### Supplied records
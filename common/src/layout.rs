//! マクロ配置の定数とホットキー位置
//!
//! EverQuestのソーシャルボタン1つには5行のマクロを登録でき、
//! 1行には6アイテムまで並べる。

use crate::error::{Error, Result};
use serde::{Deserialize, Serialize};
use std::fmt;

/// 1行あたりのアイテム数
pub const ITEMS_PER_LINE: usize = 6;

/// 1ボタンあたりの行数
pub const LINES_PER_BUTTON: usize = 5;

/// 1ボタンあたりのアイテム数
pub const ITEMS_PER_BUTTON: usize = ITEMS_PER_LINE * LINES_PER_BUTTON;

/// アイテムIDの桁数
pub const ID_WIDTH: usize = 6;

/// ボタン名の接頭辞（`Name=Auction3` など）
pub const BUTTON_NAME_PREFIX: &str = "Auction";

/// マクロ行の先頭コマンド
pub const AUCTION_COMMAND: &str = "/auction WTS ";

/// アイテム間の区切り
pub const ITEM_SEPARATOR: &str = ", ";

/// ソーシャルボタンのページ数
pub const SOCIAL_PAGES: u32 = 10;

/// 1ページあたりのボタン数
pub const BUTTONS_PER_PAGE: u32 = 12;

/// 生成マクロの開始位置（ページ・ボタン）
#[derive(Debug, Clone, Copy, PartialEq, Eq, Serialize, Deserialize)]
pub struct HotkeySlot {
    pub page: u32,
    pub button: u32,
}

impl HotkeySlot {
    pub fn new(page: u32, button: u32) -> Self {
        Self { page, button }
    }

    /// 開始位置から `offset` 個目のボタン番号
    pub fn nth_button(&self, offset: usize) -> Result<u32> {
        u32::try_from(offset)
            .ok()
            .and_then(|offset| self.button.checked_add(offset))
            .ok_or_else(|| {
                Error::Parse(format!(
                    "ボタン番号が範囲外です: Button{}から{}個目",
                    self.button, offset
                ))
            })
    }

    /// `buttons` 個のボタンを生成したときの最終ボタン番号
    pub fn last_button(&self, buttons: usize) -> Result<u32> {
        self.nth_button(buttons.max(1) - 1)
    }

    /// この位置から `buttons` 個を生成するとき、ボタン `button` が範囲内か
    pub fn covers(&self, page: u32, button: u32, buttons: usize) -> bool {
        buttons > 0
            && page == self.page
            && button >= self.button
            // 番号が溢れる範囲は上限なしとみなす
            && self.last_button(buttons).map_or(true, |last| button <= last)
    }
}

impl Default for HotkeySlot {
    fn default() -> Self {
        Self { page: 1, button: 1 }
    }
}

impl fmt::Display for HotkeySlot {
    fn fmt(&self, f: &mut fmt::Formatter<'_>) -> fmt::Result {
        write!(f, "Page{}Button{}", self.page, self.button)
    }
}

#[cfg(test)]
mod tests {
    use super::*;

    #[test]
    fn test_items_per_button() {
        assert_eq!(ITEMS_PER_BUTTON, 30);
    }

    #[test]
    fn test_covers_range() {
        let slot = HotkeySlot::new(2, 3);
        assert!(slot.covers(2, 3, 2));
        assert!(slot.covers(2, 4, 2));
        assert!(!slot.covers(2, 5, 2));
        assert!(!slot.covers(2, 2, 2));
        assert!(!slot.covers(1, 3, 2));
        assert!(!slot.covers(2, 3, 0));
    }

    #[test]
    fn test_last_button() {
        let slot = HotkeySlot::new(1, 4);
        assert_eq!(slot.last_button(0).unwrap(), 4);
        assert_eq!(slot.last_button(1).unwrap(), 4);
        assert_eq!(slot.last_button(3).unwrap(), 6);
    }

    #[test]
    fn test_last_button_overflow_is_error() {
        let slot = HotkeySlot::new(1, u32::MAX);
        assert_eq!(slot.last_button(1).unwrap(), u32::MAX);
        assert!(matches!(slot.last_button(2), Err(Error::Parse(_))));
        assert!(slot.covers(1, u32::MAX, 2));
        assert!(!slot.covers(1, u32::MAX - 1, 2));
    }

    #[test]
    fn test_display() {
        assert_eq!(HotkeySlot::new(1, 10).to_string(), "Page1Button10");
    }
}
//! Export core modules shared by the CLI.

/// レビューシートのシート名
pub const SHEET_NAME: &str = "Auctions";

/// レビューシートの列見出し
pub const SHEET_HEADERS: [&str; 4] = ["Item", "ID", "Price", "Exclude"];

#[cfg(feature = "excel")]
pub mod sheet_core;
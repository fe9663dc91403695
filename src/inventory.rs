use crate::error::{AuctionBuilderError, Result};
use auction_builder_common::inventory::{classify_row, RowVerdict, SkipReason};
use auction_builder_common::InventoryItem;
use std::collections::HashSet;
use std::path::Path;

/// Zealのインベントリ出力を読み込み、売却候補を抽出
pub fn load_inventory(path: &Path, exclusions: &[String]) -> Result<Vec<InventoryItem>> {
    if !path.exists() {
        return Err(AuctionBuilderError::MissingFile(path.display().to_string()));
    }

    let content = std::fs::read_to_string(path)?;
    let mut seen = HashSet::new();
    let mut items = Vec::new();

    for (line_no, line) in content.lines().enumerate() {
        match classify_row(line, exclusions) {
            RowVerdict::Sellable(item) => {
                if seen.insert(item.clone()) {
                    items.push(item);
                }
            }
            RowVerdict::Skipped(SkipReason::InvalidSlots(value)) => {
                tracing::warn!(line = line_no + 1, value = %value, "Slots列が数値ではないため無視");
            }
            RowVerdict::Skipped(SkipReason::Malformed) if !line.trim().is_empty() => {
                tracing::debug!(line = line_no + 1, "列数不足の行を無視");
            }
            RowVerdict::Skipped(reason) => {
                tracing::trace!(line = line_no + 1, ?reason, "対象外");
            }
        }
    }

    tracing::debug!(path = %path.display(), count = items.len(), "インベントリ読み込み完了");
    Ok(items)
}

### Problem details
Reproduce the whole listing verbatim, leaving every line as it was.

### Answer space
filename common/src/layout.rs
//! マクロ配置の定数とホットキー位置
//!
//! EverQuestのソーシャルボタン1つには5行のマクロを登録でき、
//! 1行には6アイテムまで並べる。

use crate::error::{Error, Result};
use serde::{Deserialize, Serialize};
use std::fmt;

/// 1行あたりのアイテム数
pub const ITEMS_PER_LINE: usize = 6;

/// 1ボタンあたりの行数
pub const LINES_PER_BUTTON: usize = 5;

/// 1ボタンあたりのアイテム数
pub const ITEMS_PER_BUTTON: usize = ITEMS_PER_LINE * LINES_PER_BUTTON;

/// アイテムIDの桁数
pub const ID_WIDTH: usize = 6;

/// ボタン名の接頭辞（`Name=Auction3` など）
pub const BUTTON_NAME_PREFIX: &str = "Auction";

/// マクロ行の先頭コマンド
pub const AUCTION_COMMAND: &str = "/auction WTS ";

/// アイテム間の区切り
pub const ITEM_SEPARATOR: &str = ", ";

/// ソーシャルボタンのページ数
pub const SOCIAL_PAGES: u32 = 10;

/// 1ページあたりのボタン数
pub const BUTTONS_PER_PAGE: u32 = 12;

/// 生成マクロの開始位置（ページ・ボタン）
#[derive(Debug, Clone, Copy, PartialEq, Eq, Serialize, Deserialize)]
pub struct HotkeySlot {
    pub page: u32,
    pub button: u32,
}

impl HotkeySlot {
    pub fn new(page: u32, button: u32) -> Self {
        Self { page, button }
    }

    /// 開始位置から `offset` 個目のボタン番号
    pub fn nth_button(&self, offset: usize) -> Result<u32> {
        u32::try_from(offset)
            .ok()
            .and_then(|offset| self.button.checked_add(offset))
            .ok_or_else(|| {
                Error::Parse(format!(
                    "ボタン番号が範囲外です: Button{}から{}個目",
                    self.button, offset
                ))
            })
    }

    /// `buttons` 個のボタンを生成したときの最終ボタン番号
    pub fn last_button(&self, buttons: usize) -> Result<u32> {
        self.nth_button(buttons.max(1) - 1)
    }

    /// この位置から `buttons` 個を生成するとき、ボタン `button` が範囲内か
    pub fn covers(&self, page: u32, button: u32, buttons: usize) -> bool {
        buttons > 0
            && page == self.page
            && button >= self.button
            // 番号が溢れる範囲は上限なしとみなす
            && self.last_button(buttons).map_or(true, |last| button <= last)
    }
}

impl Default for HotkeySlot {
    fn default() -> Self {
        Self { page: 1, button: 1 }
    }
}

impl fmt::Display for HotkeySlot {
    fn fmt(&self, f: &mut fmt::Formatter<'_>) -> fmt::Result {
        write!(f, "Page{}Button{}", self.page, self.button)
    }
}

#[cfg(test)]
mod tests {
    use super::*;

    #[test]
    fn test_items_per_button() {
        assert_eq!(ITEMS_PER_BUTTON, 30);
    }

    #[test]
    fn test_covers_range() {
        let slot = HotkeySlot::new(2, 3);
        assert!(slot.covers(2, 3, 2));
        assert!(slot.covers(2, 4, 2));
        assert!(!slot.covers(2, 5, 2));
        assert!(!slot.covers(2, 2, 2));
        assert!(!slot.covers(1, 3, 2));
        assert!(!slot.covers(2, 3, 0));
    }

    #[test]
    fn test_last_button() {
        let slot = HotkeySlot::new(1, 4);
        assert_eq!(slot.last_button(0).unwrap(), 4);
        assert_eq!(slot.last_button(1).unwrap(), 4);
        assert_eq!(slot.last_button(3).unwrap(), 6);
    }

    #[test]
    fn test_last_button_overflow_is_error() {
        let slot = HotkeySlot::new(1, u32::MAX);
        assert_eq!(slot.last_button(1).unwrap(), u32::MAX);
        assert!(matches!(slot.last_button(2), Err(Error::Parse(_))));
        assert!(slot.covers(1, u32::MAX, 2));
        assert!(!slot.covers(1, u32::MAX - 1, 2));
    }

    #[test]
    fn test_display() {
        assert_eq!(HotkeySlot::new(1, 10).to_string(), "Page1Button10");
    }
}
//! Export core modules shared by the CLI.

/// レビューシートのシート名
pub const SHEET_NAME: &str = "Auctions";

/// レビューシートの列見出し
pub const SHEET_HEADERS: [&str; 4] = ["Item", "ID", "Price", "Exclude"];

#[cfg(feature = "excel")]
pub mod sheet_core;
repository fe9663dc91403695
filename src/inventory.rs
use crate::error::{AuctionBuilderError, Result};
use auction_builder_common::inventory::{classify_row, RowVerdict, SkipReason};
use auction_builder_common::InventoryItem;
use std::collections::HashSet;
use std::path::Path;

/// Zealのインベントリ出力を読み込み、売却候補を抽出
pub fn load_inventory(path: &Path, exclusions: &[String]) -> Result<Vec<InventoryItem>> {
    if !path.exists() {
        return Err(AuctionBuilderError::MissingFile(path.display().to_string()));
    }

    let content = std::fs::read_to_string(path)?;
    let mut seen = HashSet::new();
    let mut items = Vec::new();

    for (line_no, line) in content.lines().enumerate() {
        match classify_row(line, exclusions) {
            RowVerdict::Sellable(item) => {
                if seen.insert(item.clone()) {
                    items.push(item);
                }
            }
            RowVerdict::Skipped(SkipReason::InvalidSlots(value)) => {
                tracing::warn!(line = line_no + 1, value = %value, "Slots列が数値ではないため無視");
            }
            RowVerdict::Skipped(SkipReason::Malformed) if !line.trim().is_empty() => {
                tracing::debug!(line = line_no + 1, "列数不足の行を無視");
            }
            RowVerdict::Skipped(reason) => {
                tracing::trace!(line = line_no + 1, ?reason, "対象外");
            }
        }
    }

    tracing::debug!(path = %path.display(), count = items.len(), "インベントリ読み込み完了");
    Ok(items)
}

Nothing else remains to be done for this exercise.